One of the “exceptions” is something of a Death Star planet killer. Or plan killer, as the case may be.
It just couldn’t be easy, could it?
1. Eating out at restaurants is my Achilles heel.
When left alone, I will choose to eat my own food most of the time. It is when coworkers or friends want to go out to eat, and socializing revolves around food, that I break down. I love food. I love good food. Restaurants are awesome and I love them. It is hard for me to turn down an invitation to go out.
2. “Big opportunities” for myself and/or Junior.
It’s a class, or a trip, or some other experience that may or may not ever come our way again. I took Junior on a big vacation last summer. Total blowout, and it was amazing. Ridiculously expensive. We had the times of our lives, and if I had to choose between that and retiring a year earlier, it would be pretty hard for me to make that decision. I’m extremely grateful I had the means to give him that experience. Would he grow up to be an amazing human being even without having had it? Absolutely. That is what will make me more cautious in the future.
3. Manic, foolhardy schemes.
“Let’s start a business!” is a good one. My next best favorite is, “It’s 2008! Let’s sell our little condo and buy a house! What could possibly go wrong? Let’s just go ahead and sink $15k into repairing and prepping our place and start renting somewhere else while it’s on the market. It’s okay, we can afford to pay our mortgage AND the new rent for a while—it will be worth it once we get our dream home!”
It didn’t go as planned.
The psychology of it
I grew up with very little, in a very rigid, ignorant, and controlled environment. My parents did not manage their money well, they weren’t particularly ambitious when it came to making money, and the primary lesson they taught me about money was that it is scarce and hard to get. So when I got older and found a good job of my own, and was soon making money hand over fist (at least by the standards I’d grown up with), I found I could do pretty much anything I wanted. The thing is, the only thing I wanted was to be loved.
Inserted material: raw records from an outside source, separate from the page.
//! Camera Man: binds an abstract parameter vector to a concrete camera pose,
//! and owns the property tree and target list the aggregator evaluates
//! against (spec §4.5).

use nalgebra::Vector3;
use rand::Rng;
use viewpoint_math::Rect;

use crate::domain::{orbit_position, Domain, DomainKind};
use crate::error::ViewpointError;
use crate::log;
use crate::oracle::{CameraPose, SceneOracle};
use crate::property::{evaluate_property, OrientationMode, Property, PropertyKind, PropertyScratch};
use crate::target::Target;

const SMART_SAMPLE_RETRIES: u32 = 30;

pub struct CameraMan {
    pub domain: Domain,
    /// Index 0 is always the root aggregator (spec §3).
    pub properties: Vec<Property>,
    pub targets: Vec<Target>,
    pub clip: Rect,
    pub default_aspect: f32,

    scratch: Vec<PropertyScratch>,
    camera: CameraPose,
    smart_sample_giveups: u32,
}

impl CameraMan {
    pub fn new(domain: Domain, properties: Vec<Property>, targets: Vec<Target>) -> Self {
        let scratch = vec![PropertyScratch::default(); properties.len()];
        Self {
            domain,
            properties,
            targets,
            clip: Rect::full_viewport(),
            default_aspect: 16.0 / 9.0,
            scratch,
            camera: CameraPose::look_at(Vector3::zeros(), Vector3::new(0.0, 0.0, 1.0), 0.0, 60.0f32.to_radians(), 16.0 / 9.0),
            smart_sample_giveups: 0,
        }
    }

    pub fn camera(&self) -> &CameraPose {
        &self.camera
    }

    pub fn smart_sample_giveups(&self) -> u32 {
        self.smart_sample_giveups
    }

    /// Binds `params` to a concrete [`CameraPose`]. Accepts any prefix down
    /// to the position (3 components); missing suffix dimensions fall back
    /// to sensible defaults (spec §4.5).
    pub fn update(&mut self, params: &[f32]) -> Result<(), ViewpointError> {
        if params.len() < 3 {
            return Err(ViewpointError::TooFewParameters { got: params.len(), need: 3 });
        }

        self.camera = match &self.domain.kind {
            DomainKind::LookAt { fov_range, .. } => {
                let position = Vector3::new(params[0], params[1], params[2]);
                let lookat = if params.len() >= 6 {
                    Vector3::new(params[3], params[4], params[5])
                } else {
                    position + Vector3::new(0.0, 0.0, 1.0)
                };
                let roll = params.get(6).copied().unwrap_or(0.0);
                let fov = params.get(7).copied().unwrap_or((fov_range.min + fov_range.max) * 0.5);
                CameraPose::look_at(position, lookat, roll, fov, self.default_aspect)
            }
            DomainKind::Orbit { pivot, fov_range, .. } => {
                let distance = params[0];
                let theta = params.get(1).copied().unwrap_or(0.0);
                let phi = params.get(2).copied().unwrap_or(std::f32::consts::FRAC_PI_2);
                let roll = params.get(3).copied().unwrap_or(0.0);
                let fov = params.get(4).copied().unwrap_or((fov_range.min + fov_range.max) * 0.5);
                let position = orbit_position(*pivot, distance, theta, phi);
                CameraPose::look_at(position, *pivot, roll, fov, self.default_aspect)
            }
        };
        Ok(())
    }

    /// Resets all per-evaluation scratch, then evaluates the root aggregator
    /// (property index 0) against the currently bound camera. Returns the
    /// sentinel-encoded satisfaction (spec §9 open question: `Eval`
    /// internally, `f32` with `-1`/`-2` at this boundary).
    pub fn evaluate<O: SceneOracle + ?Sized>(&mut self, oracle: &O, lazy_threshold: f32, rng: &mut impl Rng) -> f32 {
        for target in self.targets.iter_mut() {
            target.reset_scratch();
        }
        for s in self.scratch.iter_mut() {
            *s = PropertyScratch::default();
        }
        if self.properties.is_empty() {
            return 0.0;
        }
        evaluate_property(
            &self.properties,
            &mut self.scratch,
            &mut self.targets,
            0,
            lazy_threshold,
            &self.camera,
            oracle,
            self.clip,
            rng,
        )
        .to_sentinel()
    }

    /// Per-property satisfaction and in-screen-ratio snapshot after a full
    /// (non-pruned) [`Self::evaluate`] call, for the Viewpoint output record
    /// (spec §6).
    pub fn snapshot(&self) -> (Vec<f32>, Vec<f32>) {
        let satisfactions = self
            .scratch
            .iter()
            .map(|s| s.satisfaction.map(|e| e.to_sentinel()).unwrap_or(-1.0))
            .collect();
        let ratios = self.scratch.iter().map(|s| s.in_screen_ratio).collect();
        (satisfactions, ratios)
    }

    pub fn in_domain<O: SceneOracle + ?Sized>(&self, params: &[f32], oracle: &O) -> bool {
        self.domain.in_domain(params, oracle)
    }

    pub fn in_domain_checked<O: SceneOracle + ?Sized>(&self, params: &[f32], oracle: &O, check_geometry: bool) -> bool {
        self.domain.in_domain_checked(params, oracle, check_geometry)
    }

    pub fn random_viewpoint(&self, rng: &mut impl Rng) -> Vec<f32> {
        self.domain.random_viewpoint(rng)
    }

    pub fn dimensions(&self) -> usize {
        self.domain.dimensions()
    }

    /// Sample a viewpoint biased toward satisfying `target_index`'s size and
    /// orientation properties, for PSO seeding (spec §4.5 "smart random
    /// viewpoint"). Falls back to a uniform sample after 30 failed retries,
    /// incrementing the give-up counter spec §9's open question calls for
    /// surfacing as a diagnostic. Design note §9 limits smart sampling to
    /// `LookAt` domains; `Orbit` always falls back immediately.
    pub fn smart_random_viewpoint<O: SceneOracle + ?Sized>(
        &mut self,
        target_index: usize,
        oracle: &O,
        rng: &mut impl Rng,
    ) -> Vec<f32> {
        if !matches!(self.domain.kind, DomainKind::LookAt { .. }) {
            self.smart_sample_giveups += 1;
            log::warn(format!(
                "smart_random_viewpoint: orbit domains can't be smart-sampled, falling back to uniform for target {target_index}"
            ));
            return self.domain.random_viewpoint(rng);
        }

        for _ in 0..SMART_SAMPLE_RETRIES {
            if let Some(params) = self.try_smart_sample(target_index, oracle, rng) {
                if self.domain.in_domain(&params, oracle) {
                    return params;
                }
            }
        }
        self.smart_sample_giveups += 1;
        log::warn(format!(
            "smart_random_viewpoint: exhausted {SMART_SAMPLE_RETRIES} retries for target {target_index}, falling back to a uniform sample"
        ));
        self.domain.random_viewpoint(rng)
    }

    fn try_smart_sample<O: SceneOracle + ?Sized>(
        &self,
        target_index: usize,
        oracle: &O,
        rng: &mut impl Rng,
    ) -> Option<Vec<f32>> {
        let (roll_range, fov_range) = match &self.domain.kind {
            DomainKind::LookAt { roll_range, fov_range, .. } => (*roll_range, *fov_range),
            DomainKind::Orbit { .. } => return None,
        };

        let target = self.targets.get(target_index)?;

        let size_property = target.referencing_properties.iter().find_map(|&i| match &self.properties.get(i)?.kind {
            PropertyKind::Size { targets, mode } if targets.first() == Some(&target_index) => Some((i, *mode)),
            _ => None,
        });
        let (size_idx, mode) = size_property?;
        let desired_size = self.properties[size_idx].sat_function.sample_x(rng);

        let fov = fov_range.sample(rng);
        let radius = target.bounding_sphere_radius().max(1.0e-3);
        let distance = viewpoint_math::distance_from_size(desired_size, mode, fov, self.default_aspect, radius)?;
        if !distance.is_finite() || distance <= 0.0 {
            return None;
        }

        let (right, _up, forward, world_up) = oracle.local_axes(target.frame_object);

        let elevation_deg = target
            .referencing_properties
            .iter()
            .find_map(|&i| match &self.properties.get(i)?.kind {
                PropertyKind::Orientation {
                    target: t,
                    mode: OrientationMode::VerticalWorld,
                } if *t == target_index => Some(self.properties[i].sat_function.sample_x(rng)),
                _ => None,
            })
            .unwrap_or(90.0);
        let azimuth_deg = target
            .referencing_properties
            .iter()
            .find_map(|&i| match &self.properties.get(i)?.kind {
                PropertyKind::Orientation {
                    target: t,
                    mode: OrientationMode::HorizontalLocal,
                } if *t == target_index => Some(self.properties[i].sat_function.sample_x(rng)),
                _ => None,
            })
            .unwrap_or_else(|| rng.gen_range(0.0..360.0));

        let elevation = elevation_deg.to_radians();
        let azimuth = azimuth_deg.to_radians();
        let direction = (world_up * elevation.cos() + (forward * azimuth.cos() + right * azimuth.sin()) * elevation.sin()).normalize();

        let center = target.aabb().center();
        let position = center + direction * distance;
        let roll = roll_range.sample(rng);

        Some(vec![position.x, position.y, position.z, center.x, center.y, center.z, roll, fov])
    }
}

#[cfg(test)]
mod tests {
    use super::*;
    use crate::domain::{Box3, Range};
    use crate::test_support::MockOracle;
    use viewpoint_math::{SatSpline, SizeMode};

    fn simple_camera_man() -> (CameraMan, MockOracle) {
        let mut oracle = MockOracle::new();
        let id = oracle.add_box(Vector3::zeros(), Vector3::new(2.0, 2.0, 2.0));

        let mut target = Target::new("cube", id, vec![id], vec![]);
        let mut rng = rand::thread_rng();
        target.update_bounds(&oracle, &mut rng);

        let size_spline = SatSpline::new(&[0.0, 0.25, 1.0], &[0.0, 1.0, 0.0]).unwrap();
        let size_property = Property::new("size", vec![0], 1.0, size_spline, PropertyKind::Size { targets: vec![0], mode: SizeMode::Area });
        let root = Property::aggregation("root", vec![1], &[1.0]).unwrap();

        let domain = Domain::look_at(
            Box3::new(Vector3::new(-10.0, -10.0, -10.0), Vector3::new(10.0, 10.0, 10.0)),
            Box3::new(Vector3::new(-1.0, -1.0, -1.0), Vector3::new(1.0, 1.0, 1.0)),
            Range::new(0.0, 0.0),
            Range::new(0.5, 1.5),
        );

        let mut camera_man = CameraMan::new(domain, vec![root, size_property], vec![target]);
        camera_man.targets[0].referencing_properties.push(1);
        (camera_man, oracle)
    }

    #[test]
    fn update_rejects_too_few_parameters() {
        let (mut camera_man, _oracle) = simple_camera_man();
        let err = camera_man.update(&[1.0, 2.0]).unwrap_err();
        assert!(matches!(err, ViewpointError::TooFewParameters { got: 2, need: 3 }));
    }

    #[test]
    fn evaluate_returns_valid_satisfaction_in_range() {
        let (mut camera_man, oracle) = simple_camera_man();
        let mut rng = rand::thread_rng();
        camera_man.update(&[0.0, 0.0, -5.0, 0.0, 0.0, 0.0, 0.0, 1.0]).unwrap();
        let value = camera_man.evaluate(&oracle, f32::NEG_INFINITY, &mut rng);
        assert!((0.0..=1.0).contains(&value), "value={value}");
    }

    #[test]
    fn smart_random_viewpoint_falls_back_after_retries_when_infeasible() {
        let (mut camera_man, oracle) = simple_camera_man();
        // Shrink the position box so no smart sample can possibly land
        // inside it, forcing the 30-retry fallback.
        camera_man.domain = Domain::look_at(
            Box3::new(Vector3::new(1000.0, 1000.0, 1000.0), Vector3::new(1000.1, 1000.1, 1000.1)),
            Box3::new(Vector3::new(-1.0, -1.0, -1.0), Vector3::new(1.0, 1.0, 1.0)),
            Range::new(0.0, 0.0),
            Range::new(0.5, 1.5),
        );
        let mut rng = rand::thread_rng();
        let before = camera_man.smart_sample_giveups();
        let params = camera_man.smart_random_viewpoint(0, &oracle, &mut rng);
        assert_eq!(params.len(), 8);
        assert_eq!(camera_man.smart_sample_giveups(), before + 1);
    }
}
(Ewwwww. I shudder to even say it because it sounds so Hallmark Channel. You’ll have to forgive me though, because this is the “real life” segment of the program.)
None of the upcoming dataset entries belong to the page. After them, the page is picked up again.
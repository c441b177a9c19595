//! Geometry and satisfaction-curve primitives for viewpoint planning:
//! bounding boxes with silhouette extraction, polygon clipping, the
//! satisfaction spline, and sampling helpers. Kept free of any notion of a
//! scene, a target, or a camera — those live in `viewpoint-core`, which
//! depends on this crate the way `fyrox-core` depends on `fyrox-math`.

pub mod aabb;
pub mod polygon;
pub mod sampling;
pub mod spline;

pub use aabb::AxisAlignedBoundingBox;
pub use polygon::Rect;
pub use sampling::{angle_with_axis, distance_from_size, fibonacci_sphere, random_point_in_box, FrameAxis, SizeMode};
pub use spline::{SatKey, SatSpline, SatSplineError};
So what did I do? I landed in relationships with people who loved what I could provide for them. I had a really difficult time saying “no,” and was easily manipulated. I’m not saying I don’t bear any responsibility—the responsibility is 100% mine. I am saying that I was throwing around my money willy-nilly without really understanding why I was doing it, and then looking at my bank account and reinforcing what I’d grown up believing: money is scarce and it is hard to get. The evidence? I obviously didn’t have enough of it.
Many years, many relationships later, it dawned on me: “Hey, I am making more than most people in the United States. Maybe money isn’t the problem here.”
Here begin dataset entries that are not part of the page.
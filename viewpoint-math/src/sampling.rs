//! Point generation used by visibility precomputation and smart sampling:
//! Fibonacci-lattice points on a sphere, uniform points in a box, the
//! analytic distance-from-desired-size formula, and angle-to-axis.

use nalgebra::Vector3;
use rand::Rng;

/// Generates `n` roughly-evenly-distributed points on the unit sphere using
/// the Fibonacci lattice construction.
pub fn fibonacci_sphere(n: usize) -> Vec<Vector3<f32>> {
    if n == 0 {
        return Vec::new();
    }
    let golden_angle = std::f32::consts::PI * (3.0 - 5.0f32.sqrt());
    (0..n)
        .map(|i| {
            let y = 1.0 - (i as f32 / (n.max(2) - 1) as f32) * 2.0;
            let radius_at_y = (1.0 - y * y).max(0.0).sqrt();
            let theta = golden_angle * i as f32;
            Vector3::new(theta.cos() * radius_at_y, y, theta.sin() * radius_at_y)
        })
        .collect()
}

/// A uniform-random point inside the axis-aligned box `[min, max]`.
pub fn random_point_in_box<R: Rng + ?Sized>(rng: &mut R, min: Vector3<f32>, max: Vector3<f32>) -> Vector3<f32> {
    Vector3::new(
        rng.gen_range(min.x..=max.x.max(min.x + f32::EPSILON)),
        rng.gen_range(min.y..=max.y.max(min.y + f32::EPSILON)),
        rng.gen_range(min.z..=max.z.max(min.z + f32::EPSILON)),
    )
}

/// The kind of on-screen size a [`crate::spline`] preference is expressed
/// over, mirroring the Size property's mode.
#[derive(Copy, Clone, Debug, PartialEq, Eq)]
pub enum SizeMode {
    Area,
    Width,
    Height,
}

/// Converts a desired on-screen size `s` (interpreted per `mode`) and a
/// target of the given `radius` into the camera distance that would achieve
/// it at vertical field of view `fov_radians`, for a viewport of the given
/// `aspect` ratio (width / height).
///
/// `s` is expressed as a fraction of the viewport (area fraction, width
/// fraction, or height fraction, matching `mode`). Returns `None` when the
/// desired size or fov make the projection degenerate (e.g. `s <= 0`).
pub fn distance_from_size(s: f32, mode: SizeMode, fov_radians: f32, aspect: f32, radius: f32) -> Option<f32> {
    if s <= 0.0 || fov_radians <= 0.0 || radius <= 0.0 {
        return None;
    }

    let half_height_viewport = match mode {
        SizeMode::Height => s * 0.5,
        SizeMode::Width => (s * aspect) * 0.5,
        SizeMode::Area => (s * aspect / std::f32::consts::PI).max(0.0).sqrt(),
    };
    if half_height_viewport <= 0.0 {
        return None;
    }

    // A sphere of `radius` projects to a viewport half-height of
    // `projected_radius` at unit distance; `half_world` is the world-space
    // half-height implied by the desired viewport fraction, and distance is
    // recovered from the vertical FOV's half-angle tangent.
    let projected_radius = half_height_viewport;
    let half_world = radius * 0.5 / projected_radius;
    Some(half_world / (fov_radians * 0.5).tan())
}

/// The axis of a local coordinate frame against which [`angle_with_axis`]
/// measures an angle.
#[derive(Copy, Clone, Debug, PartialEq, Eq)]
pub enum FrameAxis {
    Right,
    Up,
    Forward,
    WorldUp,
}

/// The angle in degrees, `[0,180]`, between `vector` and the named axis of a
/// local frame `(right, up, forward)`, with `world_up` supplied separately
/// since it need not be one of the frame's own basis vectors.
pub fn angle_with_axis(
    vector: Vector3<f32>,
    right: Vector3<f32>,
    up: Vector3<f32>,
    forward: Vector3<f32>,
    world_up: Vector3<f32>,
    axis: FrameAxis,
) -> f32 {
    let axis_vec = match axis {
        FrameAxis::Right => right,
        FrameAxis::Up => up,
        FrameAxis::Forward => forward,
        FrameAxis::WorldUp => world_up,
    };
    let vn = vector.try_normalize(f32::EPSILON).unwrap_or(Vector3::z());
    let an = axis_vec.try_normalize(f32::EPSILON).unwrap_or(Vector3::z());
    vn.dot(&an).clamp(-1.0, 1.0).acos().to_degrees()
}

#[cfg(test)]
mod tests {
    use super::*;

    #[test]
    fn fibonacci_sphere_points_are_unit_length() {
        for p in fibonacci_sphere(50) {
            assert!((p.norm() - 1.0).abs() < 1.0e-4);
        }
    }

    #[test]
    fn fibonacci_sphere_empty_for_zero() {
        assert!(fibonacci_sphere(0).is_empty());
    }

    #[test]
    fn random_point_in_box_is_contained() {
        let mut rng = rand::thread_rng();
        let min = Vector3::new(-1.0, -2.0, -3.0);
        let max = Vector3::new(1.0, 2.0, 3.0);
        for _ in 0..100 {
            let p = random_point_in_box(&mut rng, min, max);
            assert!(p.x >= min.x && p.x <= max.x);
            assert!(p.y >= min.y && p.y <= max.y);
            assert!(p.z >= min.z && p.z <= max.z);
        }
    }

    #[test]
    fn distance_from_size_matches_known_projection() {
        // A unit-radius sphere filling half the viewport height at 90deg fov.
        let d = distance_from_size(1.0, SizeMode::Height, std::f32::consts::FRAC_PI_2, 1.0, 1.0).unwrap();
        assert!(d > 0.0);
        // Larger desired size => smaller distance.
        let d_larger = distance_from_size(1.9, SizeMode::Height, std::f32::consts::FRAC_PI_2, 1.0, 1.0).unwrap();
        assert!(d_larger < d);
    }

    #[test]
    fn distance_from_size_rejects_degenerate_input() {
        assert!(distance_from_size(0.0, SizeMode::Area, 1.0, 1.0, 1.0).is_none());
        assert!(distance_from_size(0.5, SizeMode::Area, 0.0, 1.0, 1.0).is_none());
    }

    #[test]
    fn angle_with_axis_parallel_is_zero() {
        let angle = angle_with_axis(
            Vector3::new(0.0, 0.0, 1.0),
            Vector3::x(),
            Vector3::y(),
            Vector3::z(),
            Vector3::y(),
            FrameAxis::Forward,
        );
        assert!(angle.abs() < 1.0e-3);
    }

    #[test]
    fn angle_with_axis_opposite_is_180() {
        let angle = angle_with_axis(
            Vector3::new(0.0, 0.0, -1.0),
            Vector3::x(),
            Vector3::y(),
            Vector3::z(),
            Vector3::y(),
            FrameAxis::Forward,
        );
        assert!((angle - 180.0).abs() < 1.0e-2);
    }
}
That led me to make one simple decision that completely changed my relationship with money.
I have enough.
After shedding the belief that money was scarce and hard to get, I was able to reflect more on my own behavior and eventually, what other beliefs and assumptions I was holding onto. I started reading about financial independence and how to manage my money. How to invest. I talked to people. I learned a lot, and started going in the right direction. Finally!
And then, on the road to financial stability, I came to a traffic circle.
After battling depression most of my life, I was finally diagnosed with Bipolar II, which is the flavor that doesn’t involve complete psychotic breaks. It’s the kindler, gentler Bipolar, if there could be such a thing. For the most part, my issue was depression, but when I was told about the symptoms of hypomania the bigger picture came into focus. There was definitely a pattern. My medications have been tremendously helpful in improving my overall quality of life, and made it possible to make positive lifestyle changes. It doesn’t magically cure depression and hypomania, but the episodes are much further apart. The swings are much less severe, the lows aren’t as low, and the highs are not as high.
Which brings me back to my point. While I believe 100% I can overcome my craving to eat out at restaurants, and will be able to steer clear of expensive vacations, I am still nervous, I’ll admit, about finding myself in another “I JUST CAN’T LOSE” frame of mind. My capacity to self-sabotage is truly astounding. I’m a bright person, and can rationalize just about anything when my impulse control button is broken. This is the pound foolish plan-killer part that could realistically be an issue as I make this journey toward financial independence. I don’t really have a plan yet for how to mitigate that risk.
I’m pretty sure they don’t teach CFAs how to advise clients on these sorts of things.